ESPO crude output moves in on US market
The Russian Eastern Siberia Pacific Ocean Pipeline system, or ESPO, was originally meant to export Russian crude to Asian Pacific.
But since BP’s catastrophe in the Gulf of Mexico, it's ramped up flows to the USA, which is buying 300,000 barrels a day by tanker.
Jason Feer, Senior Vice President of Argus Media says it’s a case of Russia getting a new customer and the US getting attractively priced, quality oil.
“It's a better quality crude than Dubai, Oman and some of the other competing crudes and that means that, over time, the market should resolve that issue. Right now it trades at a discount because it's new, because the demand for it is still soft. But those things should change over time.”
ESPO crude only accounts for only 4% of the US West Coast refining capacity – but that could grow, if conditions in the Gulf of Mexico worsen.

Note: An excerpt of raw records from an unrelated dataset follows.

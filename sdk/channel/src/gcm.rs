//! Incremental AES-128-GCM.
//!
//! Records are processed one chunk at a time, so the cipher is assembled from
//! AES, 32-bit big-endian CTR and GHASH instead of a one-shot AEAD. No
//! associated data is authenticated. Output is identical to standard
//! AES-128-GCM with a 96-bit IV.

use aes::Aes128;
use aes::cipher::generic_array::GenericArray;
use aes::cipher::{BlockEncrypt, KeyInit, KeyIvInit, StreamCipher};
use ghash::GHash;
use ghash::universal_hash::UniversalHash;
use subtle::ConstantTimeEq;
use zeroize::Zeroize;

use crate::error::{ChannelError, Result};
use crate::keys::SESSION_KEY_LEN;
use crate::nonce::NONCE_LEN;

pub const TAG_LEN: usize = 16;
const BLOCK_LEN: usize = 16;

type Aes128Ctr = ctr::Ctr32BE<Aes128>;

/// CTR keystream plus a GHASH that accepts input at any alignment.
struct GcmCore {
    keystream: Aes128Ctr,
    ghash: GHash,
    pending: [u8; BLOCK_LEN],
    pending_len: usize,
    text_len: u64,
    tag_mask: [u8; BLOCK_LEN],
}

impl GcmCore {
    fn new(key: &[u8; SESSION_KEY_LEN], nonce: &[u8; NONCE_LEN]) -> Self {
        let cipher = Aes128::new(GenericArray::from_slice(key));

        let mut hash_key = GenericArray::default();
        cipher.encrypt_block(&mut hash_key);

        // J0 = IV || 1 masks the tag; the keystream starts at IV || 2
        let mut counter = [0u8; BLOCK_LEN];
        counter[..NONCE_LEN].copy_from_slice(nonce);
        counter[BLOCK_LEN - 1] = 1;
        let mut tag_mask = GenericArray::clone_from_slice(&counter);
        cipher.encrypt_block(&mut tag_mask);

        counter[BLOCK_LEN - 1] = 2;
        let keystream = Aes128Ctr::new(
            GenericArray::from_slice(key),
            GenericArray::from_slice(&counter),
        );

        let mut mask = [0u8; BLOCK_LEN];
        mask.copy_from_slice(&tag_mask);

        let core = Self {
            keystream,
            ghash: GHash::new(&hash_key),
            pending: [0u8; BLOCK_LEN],
            pending_len: 0,
            text_len: 0,
            tag_mask: mask,
        };
        hash_key.as_mut_slice().zeroize();
        tag_mask.as_mut_slice().zeroize();
        core
    }

    /// Feeds ciphertext into GHASH, carrying partial blocks between calls.
    fn absorb(&mut self, mut data: &[u8]) {
        self.text_len += data.len() as u64;

        if self.pending_len > 0 {
            let take = (BLOCK_LEN - self.pending_len).min(data.len());
            self.pending[self.pending_len..self.pending_len + take].copy_from_slice(&data[..take]);
            self.pending_len += take;
            data = &data[take..];
            if self.pending_len < BLOCK_LEN {
                return;
            }
            self.ghash
                .update(&[ghash::Block::clone_from_slice(&self.pending)]);
            self.pending_len = 0;
        }

        let mut blocks = data.chunks_exact(BLOCK_LEN);
        for block in &mut blocks {
            self.ghash.update(&[ghash::Block::clone_from_slice(block)]);
        }
        let rest = blocks.remainder();
        self.pending[..rest.len()].copy_from_slice(rest);
        self.pending_len = rest.len();
    }

    fn tag(mut self) -> [u8; TAG_LEN] {
        if self.pending_len > 0 {
            self.ghash.update_padded(&self.pending[..self.pending_len]);
        }

        // bit lengths of the (empty) associated data and of the text
        let mut lengths = [0u8; BLOCK_LEN];
        lengths[8..].copy_from_slice(&(self.text_len * 8).to_be_bytes());
        self.ghash.update(&[ghash::Block::clone_from_slice(&lengths)]);

        let mut tag = [0u8; TAG_LEN];
        tag.copy_from_slice(&self.ghash.finalize());
        for (t, m) in tag.iter_mut().zip(self.tag_mask.iter()) {
            *t ^= m;
        }
        self.pending.zeroize();
        self.tag_mask.zeroize();
        tag
    }
}

/// Encrypts in place, chunk by chunk.
pub struct GcmEncryptor {
    core: GcmCore,
}

impl GcmEncryptor {
    pub fn new(key: &[u8; SESSION_KEY_LEN], nonce: &[u8; NONCE_LEN]) -> Self {
        Self {
            core: GcmCore::new(key, nonce),
        }
    }

    pub fn update(&mut self, buf: &mut [u8]) {
        self.core.keystream.apply_keystream(buf);
        self.core.absorb(buf);
    }

    pub fn finish(self) -> [u8; TAG_LEN] {
        self.core.tag()
    }
}

/// Decrypts in place, chunk by chunk. Nothing it produces is trustworthy
/// until [`GcmDecryptor::finish`] accepts the tag.
pub struct GcmDecryptor {
    core: GcmCore,
}

impl GcmDecryptor {
    pub fn new(key: &[u8; SESSION_KEY_LEN], nonce: &[u8; NONCE_LEN]) -> Self {
        Self {
            core: GcmCore::new(key, nonce),
        }
    }

    pub fn update(&mut self, buf: &mut [u8]) {
        self.core.absorb(buf);
        self.core.keystream.apply_keystream(buf);
    }

    pub fn finish(self, tag: &[u8; TAG_LEN]) -> Result<()> {
        let expected = self.core.tag();
        if bool::from(expected.as_slice().ct_eq(tag.as_slice())) {
            Ok(())
        } else {
            Err(ChannelError::AuthenticationFailure)
        }
    }
}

However, Vitaly Kryukov, analyst at IFD Capital says Siberian crude sells on price – and that if consistency and quality improve its price advantage could disappear.
“Probably when the quality of the ESPO grade is stabilized and supplies are stabilized, they are delivered at a normal rate the discount can go away and this will lessen the attractiveness of the ESPO blend.”
The government's decision to levy an export tax on ESPO crude from July 1 is also a cause for concern. But with Washington regulators in the mood to restrict exploration in US waters, oil from Siberia could carve itself a new niche.